Howie se adelantó a ella, cruzó la habitación y apoyó la espalda contra la puerta.
—Está rezando, no es más que eso.
—Nunca ha rezado así.
—Bésame.
—¡Howie!
—Reza y eso significa que está ocupada. O sea, que puede esperar. Yo, sin embargo, no puedo esperar. No tengo oraciones, Jo-Beth. Lo único que tengo eres tú. —Ese discurso le dejó desconcertado antes incluso de terminarlo—. Bésame, Jo-Beth.
—¡Mamá! —chilló ella—. ¡Mamá!
A veces, un hombre se equivocaba. Al nacer en la ignorancia, era inevitable. Pero morir por causa de esa ignorancia, y además de manera brutal, resultaba, además, muy injusto. Acariciándose el ensangrentado rostro, y con otra media docena de quejas de parecido tipo, el pastor John se arrastró por la cocina para refugiarse lo más lejos posible de la ventana rota, y del ser que la había roto, todo lo lejos que sus temblorosos miembros pudieran llevarle. ¿Cómo era posible que hubiese llegado a verse en una situación tan extrema como ésa? Su vida no era inocente del todo, pero sus pecados distaban mucho de ser grandes, y ya había pagado con creces sus deudas al Señor. Había visitado a los huérfanos y a las viudas en los momentos de aflicción, como los Evangelios ordenaban; había hecho todo cuanto estaba en su mano por mantenerse limpio a ojos del mundo. Y, a pesar de todo, los demonios lo visitaban. Los oía, a pesar de que mantenía los ojos cerrados. Sus miles de patas hacían ruido al subirse a la pila y a las pilas de platos que había junto a ella. Oía sus cuerpos húmedos cayendo sóbrelos baldosines, pues, de tan numerosos como eran, se desbordaban, corrían por la cocina, impulsados por aquella figura que él había entrevisto al otro lado del cristal (¡el Jaff!, ¡el Jaff!), y que estaba cubierta de ellos de pies a cabeza, como un apicultor demasiado enamorado de su enjambre.
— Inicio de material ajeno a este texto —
#[cfg(test)]
mod tests {
    use super::*;
    use crate::renderer::DrawList;
    use crate::sim::events::{GameEvent, NoHooks};
    use crate::sim::level::Level;
    use crate::sim::state::SeedOptions;

    const FRAME: f64 = 16.0;

    fn empty_state(level: Option<&str>) -> GameState {
        let mut state = GameState::new(7);
        state.set_canvas_size(800.0, 600.0);
        if let Some(json) = level {
            state.load_level(Level::from_json(json).expect("valid level"));
        }
        state
    }

    fn no_gravity() -> Settings {
        Settings {
            gravity: 0.0,
            ..Settings::default()
        }
    }

    #[test]
    fn test_step_advances_clock_and_draws() {
        let mut state = GameState::new(1);
        state.initialize(SeedOptions {
            count: 4,
            ..SeedOptions::default()
        });
        let mut canvas = DrawList::new();
        step(&mut state, &mut canvas, &Settings::default(), FRAME, &mut NoHooks);
        assert_eq!(state.now_ms, FRAME);
        assert_eq!(canvas.draw_calls, 4);
        assert!(!canvas.vertices.is_empty());
    }

    #[test]
    fn test_gauntlet_win_when_only_player_remains() {
        let mut state = empty_state(Some(
            r#"{"type": "gravityGauntlet", "goals": [{"shape": "circle", "radius": 30, "x": 400, "y": 300}]}"#,
        ));
        let player = state.add_entity(EntitySpawn::new(10.0, 0.0, 800.0, 600.0).at(100.0, 100.0));
        state.entity_mut(player).expect("player").is_player = true;
        state.add_entity(EntitySpawn::new(10.0, 0.0, 800.0, 600.0).at(410.0, 300.0));

        let mut events: Vec<GameEvent> = Vec::new();
        let phase = step(&mut state, &mut DrawList::new(), &no_gravity(), FRAME, &mut events);
        assert_eq!(phase, GamePhase::Won);
        assert_eq!(state.score, 1);
        assert!(events.contains(&GameEvent::Won));
        assert!(events.iter().any(|e| matches!(e, GameEvent::Removed { .. })));

        // Terminal: further steps change nothing
        let now = state.now_ms;
        step(&mut state, &mut DrawList::new(), &no_gravity(), FRAME, &mut events);
        assert_eq!(state.now_ms, now);
    }

    #[test]
    fn test_gauntlet_win_ignores_despawning_entities() {
        let mut state = empty_state(Some(r#"{"type": "gravityGauntlet"}"#));
        let player = state.add_entity(EntitySpawn::new(10.0, 0.0, 800.0, 600.0).at(100.0, 100.0));
        state.entity_mut(player).expect("player").is_player = true;
        let other = state.add_entity(EntitySpawn::new(10.0, 0.0, 800.0, 600.0).at(500.0, 300.0));
        state.entity_mut(other).expect("other").pop_and_despawn(0.0, true);

        let phase = step(&mut state, &mut DrawList::new(), &no_gravity(), FRAME, &mut NoHooks);
        assert_eq!(phase, GamePhase::Won);
        assert!(state.entity(other).is_some());
    }

    #[test]
    fn test_sleeping_ball_shrink_expires() {
        let mut state = empty_state(None);
        let id = state.add_entity(EntitySpawn::new(20.0, 0.0, 800.0, 600.0).at(400.0, 300.0));
        let ball = state.entity_mut(id).expect("ball");
        crate::sim::interact::apply_powerup(ball, crate::sim::level::PowerupKind::Shrink, 0.0);
        ball.is_sleeping = true;
        assert!((ball.size - 12.0).abs() < 1e-4);

        let settings = no_gravity();
        while state.now_ms <= crate::consts::SHRINK_DURATION_MS {
            step(&mut state, &mut DrawList::new(), &settings, 100.0, &mut NoHooks);
        }
        let ball = state.entity(id).expect("ball");
        assert!(ball.is_sleeping);
        assert_eq!(ball.size, 20.0);
        assert_eq!(ball.shrink_until, 0.0);
    }

    #[test]
    fn test_bullet_hell_timer_win() {
        let mut state = empty_state(Some(r#"{"type": "bulletHell", "timeLimitSec": 0.05}"#));
        let player = state.add_entity(EntitySpawn::new(10.0, 0.0, 800.0, 600.0).at(400.0, 300.0));
        state.entity_mut(player).expect("player").is_player = true;

        let settings = no_gravity();
        let mut events: Vec<GameEvent> = Vec::new();
        assert_eq!(step(&mut state, &mut DrawList::new(), &settings, 20.0, &mut events), GamePhase::Running);
        assert_eq!(step(&mut state, &mut DrawList::new(), &settings, 20.0, &mut events), GamePhase::Running);
        assert_eq!(step(&mut state, &mut DrawList::new(), &settings, 20.0, &mut events), GamePhase::Won);
        assert_eq!(events, vec![GameEvent::Won]);
    }

    #[test]
    fn test_hazard_kill_despawns_then_removes() {
        let mut state = empty_state(Some(
            r#"{"hazards": [{"shape": "circle", "radius": 20, "x": 400, "y": 300, "damage": 1.0}]}"#,
        ));
        let id = state.add_entity(EntitySpawn::new(10.0, 0.0, 800.0, 600.0).at(420.0, 300.0));
        let settings = no_gravity();
        let mut events: Vec<GameEvent> = Vec::new();

        step(&mut state, &mut DrawList::new(), &settings, FRAME, &mut events);
        assert!(state.entity(id).expect("still animating").is_despawning);

        for _ in 0..30 {
            step(&mut state, &mut DrawList::new(), &settings, FRAME, &mut events);
        }
        assert!(state.entity(id).is_none());
        assert_eq!(events.iter().filter(|e| **e == GameEvent::Removed { id }).count(), 1);
    }

    #[test]
    fn test_collision_damage_kill_without_despawn() {
        let mut state = empty_state(None);
        let a = state.add_entity(EntitySpawn::new(10.0, 0.0, 800.0, 600.0).at(390.0, 300.0));
        let b = state.add_entity(EntitySpawn::new(10.0, 0.0, 800.0, 600.0).at(405.0, 300.0));
        state.entity_mut(a).expect("a").health = 0.5;
        state.entity_mut(a).expect("a").vel = Vec2::new(5.0, 0.0);
        state.entity_mut(b).expect("b").vel = Vec2::new(-5.0, 0.0);

        let settings = Settings {
            despawn_animation: false,
            ..no_gravity()
        };
        step(&mut state, &mut DrawList::new(), &settings, FRAME, &mut NoHooks);
        assert!(state.entity(a).is_none());
        assert!(state.entity(b).is_some());
        assert_eq!(state.collision_count, 1);
    }

    #[test]
    fn test_emitters_fire_and_expire() {
        let mut state = empty_state(Some(
            r#"{"type": "bulletHell", "timeLimitSec": 60,
                "emitters": [{"x": "center", "y": "top", "intervalMs": 50, "lifetimeMs": 100, "maxAlive": 2}]}"#,
        ));
        let player = state.add_entity(EntitySpawn::new(10.0, 0.0, 800.0, 600.0).at(400.0, 500.0));
        state.entity_mut(player).expect("player").is_player = true;

        let settings = Settings {
            despawn_animation: false,
            ..no_gravity()
        };
        let projectiles = |s: &GameState| s.entities.iter().filter(|b| b.is_projectile).count();

        for _ in 0..4 {
            step(&mut state, &mut DrawList::new(), &settings, 20.0, &mut NoHooks);
        }
        // First shot at 60ms, aimed down at the player
        assert_eq!(projectiles(&state), 1);
        let shot = state.entities.iter().find(|b| b.is_projectile).expect("projectile");
        assert!(shot.vel.y > 0.0 && shot.vel.x.abs() < 1e-3);

        for _ in 0..10 {
            step(&mut state, &mut DrawList::new(), &settings, 20.0, &mut NoHooks);
            assert!(projectiles(&state) <= 2);
        }
        // Lifetime is 100ms, so the first projectile is gone
        assert!(state.entities.iter().all(|b| !b.is_projectile || state.now_ms - b.spawned_at <= 100.0));
    }

    #[test]
    fn test_run_frame_stops_when_paused_or_over() {
        let mut state = empty_state(None);
        state.add_entity(EntitySpawn::new(10.0, 2.0, 800.0, 600.0));
        let mut clock = FrameClock::new(None);
        let settings = Settings::default();
        let mut canvas = DrawList::new();

        assert!(run_frame(&mut state, &mut clock, 0.0, &mut canvas, &settings, &mut NoHooks));
        assert!(run_frame(&mut state, &mut clock, 16.0, &mut canvas, &settings, &mut NoHooks));
        let t = state.now_ms;

        clock.pause();
        assert!(!run_frame(&mut state, &mut clock, 10_000.0, &mut canvas, &settings, &mut NoHooks));
        assert_eq!(state.now_ms, t);

        clock.resume();
        assert!(run_frame(&mut state, &mut clock, 10_016.0, &mut canvas, &settings, &mut NoHooks));
        assert!(state.now_ms - t < 20.0);

        state.phase = GamePhase::Lost;
        assert!(!run_frame(&mut state, &mut clock, 10_032.0, &mut canvas, &settings, &mut NoHooks));
    }
}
Mrs. McGuire había dejado de rezar. Quizás estuviese muerta; la primera víctima de aquellas «cosas» tal vez eso les saciase y se olvidasen de él.
—Por favor, Señor… —murmuro, tratando de hacerse lo más pequeño posible—, hazles ciegos para mí, sordos para mí, oye Tú solo mis súplicas y mírame con ojos de perdón. Mundo sin fin…
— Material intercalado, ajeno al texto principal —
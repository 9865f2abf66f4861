//! Fire-and-forget notifications raised during a step
//!
//! Hosts implement `StepHooks` for the callbacks they care about, or pass a
//! `Vec<GameEvent>` and drain it after the step.

use super::level::PowerupKind;

/// Something worth telling the host about (audio, score display, UI)
#[derive(Debug, Clone, Copy, PartialEq)]
pub enum GameEvent {
    /// Two entities collided hard enough to resolve
    Collision { a: u32, b: u32, impact: f32 },
    /// An entity bounced off a wall
    WallHit { id: u32 },
    /// A non-player entity was cleared into a goal
    Scored { id: u32 },
    /// An entity left the simulation
    Removed { id: u32 },
    Powerup { id: u32, kind: PowerupKind },
    /// The player's shield absorbed a goal
    ShieldConsumed { id: u32 },
    PlayerLost,
    Won,
}

/// Step callbacks; every method defaults to a no-op
pub trait StepHooks {
    /// Once per resolved entity-entity collision
    fn on_score(&mut self, _a: u32, _b: u32, _impact: f32) {}
    fn on_wall_hit(&mut self, _id: u32) {}
    fn on_scored(&mut self, _id: u32) {}
    fn on_removed(&mut self, _id: u32) {}
    fn on_powerup(&mut self, _id: u32, _kind: PowerupKind) {}
    fn on_shield_consumed(&mut self, _id: u32) {}
    fn on_player_lose(&mut self) {}
    fn on_win(&mut self) {}
}

/// Hooks that ignore everything
#[derive(Debug, Default, Clone, Copy)]
pub struct NoHooks;

impl StepHooks for NoHooks {}

impl StepHooks for Vec<GameEvent> {
    fn on_score(&mut self, a: u32, b: u32, impact: f32) {
        self.push(GameEvent::Collision { a, b, impact });
    }

    fn on_wall_hit(&mut self, id: u32) {
        self.push(GameEvent::WallHit { id });
    }

    fn on_scored(&mut self, id: u32) {
        self.push(GameEvent::Scored { id });
    }

    fn on_removed(&mut self, id: u32) {
        self.push(GameEvent::Removed { id });
    }

    fn on_powerup(&mut self, id: u32, kind: PowerupKind) {
        self.push(GameEvent::Powerup { id, kind });
    }

    fn on_shield_consumed(&mut self, id: u32) {
        self.push(GameEvent::ShieldConsumed { id });
    }

    fn on_player_lose(&mut self) {
        self.push(GameEvent::PlayerLost);
    }

    fn on_win(&mut self) {
        self.push(GameEvent::Won);
    }
}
Sus plegarias se vieron interrumpidas por unos violentos golpes contra la puerta de atrás, y, por encima de ellos, la voz de Tommy-Ray, el hijo pródigo:
—¡Mamá!, ¿me oyes, mamá? ¡Ábreme! ¡Déjame entrar y te juro que los echaré de aquí! ¡Te lo juro! ¡Ábreme!
El pastor John oyó el gemido exhalado por Joyce McGuire a modo de respuesta a su hijo; el gemido, sin previo aviso, se convirtió en aullido. Estaba viva, muy viva; y hecha una furia.
—¡Cómo te atreves! —aulló—. ¡Cómo te atreves!
Tan potente fue su grito que el pastor abrió los ojos. La invasión de los demonios había cesado. Es decir, había cesado su avance, pero todavía se percibía movimiento en su masa pálida. Antenas que se agitaban, miembros que se preparaban para obedecer nuevas órdenes, ojos que surgían de cuernos de caracol. En aquellos seres nada recordaba algo ya visto. Sin embargo el pastor John los reconocía. No se atrevía a preguntarse a sí mismo de qué manera o por qué, pero los reconocía.
—Abre la puerta, mamá —volvió a decir Tommy-Ray—. Tengo que ver a Jo-Beth.
—Déjanos en paz.
—Tengo que verla, y no creas que me lo vas a impedir —dijo Tommy-Ray, furioso.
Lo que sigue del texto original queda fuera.